Fetal Monitoring Services in Brooklyn
The main goal of antepartum fetal surveillance is to identify the fetus that will benefit from early intervention, such as in utero resuscitation or delivery, and thereby prevent fetal death or neurologic injury.
- Antepartum testing is based on the premise that the fetus responds to hypoxemia with a detectable sequence of biophysical changes.
- Antepartum fetal surveillance has had an established role in obstetrical practice since the 1970s, although its ability to improve pregnancy outcome has not been evaluated by large, well-designed randomized trials.
- Antepartum fetal testing is indicated in “pregnancies in which the risk of antepartum fetal demise is increased.
- Techniques for assessment of fetal well-being (nonstress test, contraction stress test, biophysical profile, modified biophysical profile) are described in the table.
- The optimal choice of technique(s) for fetal assessment has not been determined and depends on multiple factors, including gestational age, availability, desire for fetal biometry or follow-up of a congenital anomaly, ability to monitor the fetal heart rate, and cost. The best evidence supports umbilical artery Doppler assessment for monitoring fetuses with early-onset growth restriction due to uteroplacental insufficiency, given its proven efficacy in reducing perinatal death in this setting when used with standard fetal testing (nonstress test, biophysical profile score) and appropriate intervention. It has only modest ability to predict fetal compromise in other high-risk pregnancies.

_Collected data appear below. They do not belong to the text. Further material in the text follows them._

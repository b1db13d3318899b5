//! User configuration loaded from `$XDG_CONFIG_HOME/issuemark/config.toml`.
//!
//! ```toml
//! theme = "dark"
//! api_base = "https://github.example.com/api/v3"
//! token = "ghp_…"
//! db_path = "/home/me/.cache/issuemark/cache.db"
//! ```
//!
//! Every key is optional. Command-line flags win over the file, and the
//! `GITHUB_TOKEN` environment variable wins over `token`.

use std::path::{Path, PathBuf};

use anyhow::Context;
use issuemark_core::fetch::DEFAULT_API_BASE;
use serde::Deserialize;

const DEFAULT_THEME: &str = "catppuccin-mocha";

#[derive(Debug, Default, Clone, PartialEq, Eq, Deserialize)]
#[serde(default, deny_unknown_fields)]
pub struct Config {
    pub theme: Option<String>,
    pub api_base: Option<String>,
    pub token: Option<String>,
    pub db_path: Option<PathBuf>,
}

/// Returns the path to the config file.
///
/// Prefers `$XDG_CONFIG_HOME/issuemark/config.toml`; falls back to
/// `~/.config/issuemark/config.toml` when the env var is absent.
pub fn config_path() -> PathBuf {
    xdg_dir("XDG_CONFIG_HOME", ".config").join("issuemark").join("config.toml")
}

/// `$XDG_DATA_HOME/issuemark/cache.db`, else `~/.local/share/issuemark/cache.db`.
pub fn default_db_path() -> PathBuf {
    xdg_dir("XDG_DATA_HOME", ".local/share").join("issuemark").join("cache.db")
}

fn xdg_dir(var: &str, home_fallback: &str) -> PathBuf {
    std::env::var(var)
        .ok()
        .filter(|v| !v.is_empty())
        .map(PathBuf::from)
        .or_else(|| {
            std::env::var("HOME")
                .ok()
                .map(|h| PathBuf::from(h).join(home_fallback))
        })
        .unwrap_or_else(|| PathBuf::from(home_fallback))
}

impl Config {
    pub fn parse(raw: &str) -> anyhow::Result<Self> {
        Ok(toml::from_str(raw)?)
    }

    /// Reads `path`; a missing file yields the defaults.
    pub fn read(path: &Path) -> anyhow::Result<Self> {
        match std::fs::read_to_string(path) {
            Ok(raw) => Self::parse(&raw).with_context(|| format!("config parse error in {}", path.display())),
            Err(e) if e.kind() == std::io::ErrorKind::NotFound => Ok(Self::default()),
            Err(e) => Err(e).with_context(|| format!("cannot read {}", path.display())),
        }
    }

    /// Loads the user config. Errors are soft: printed to stderr (the
    /// terminal is not yet in raw mode) and replaced by the defaults.
    pub fn load() -> Self {
        let path = config_path();
        Self::read(&path).unwrap_or_else(|e| {
            eprintln!("issuemark: {e:#}; using defaults");
            Self::default()
        })
    }

    pub fn theme_name(&self, cli: Option<&str>) -> String {
        cli.or(self.theme.as_deref()).unwrap_or(DEFAULT_THEME).to_owned()
    }

    pub fn api_base(&self) -> &str {
        self.api_base.as_deref().unwrap_or(DEFAULT_API_BASE)
    }

    /// `env_token` is the value of `GITHUB_TOKEN`, if set.
    pub fn token(&self, env_token: Option<String>) -> Option<String> {
        env_token
            .filter(|t| !t.trim().is_empty())
            .or_else(|| self.token.clone())
            .filter(|t| !t.trim().is_empty())
    }

    pub fn db_path(&self, cli: Option<&Path>) -> PathBuf {
        cli.map(Path::to_path_buf)
            .or_else(|| self.db_path.clone())
            .unwrap_or_else(default_db_path)
    }
}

- Testing is typically performed weekly, but the frequency is generally increased if there is a change in pregnancy status or in clinical settings considered to be very high risk.
- An abnormal test result is generally followed by additional testing with a different test, given the high rate of false-positive results. The clinical setting also needs to be considered. If a temporary maternal condition may account for the abnormal test result, prompt treatment of the maternal condition may also improve fetal oxygenation and lead to a normal test result on subsequent testing. In chronic conditions, clinical judgment guides management and needs to consider case specific factors.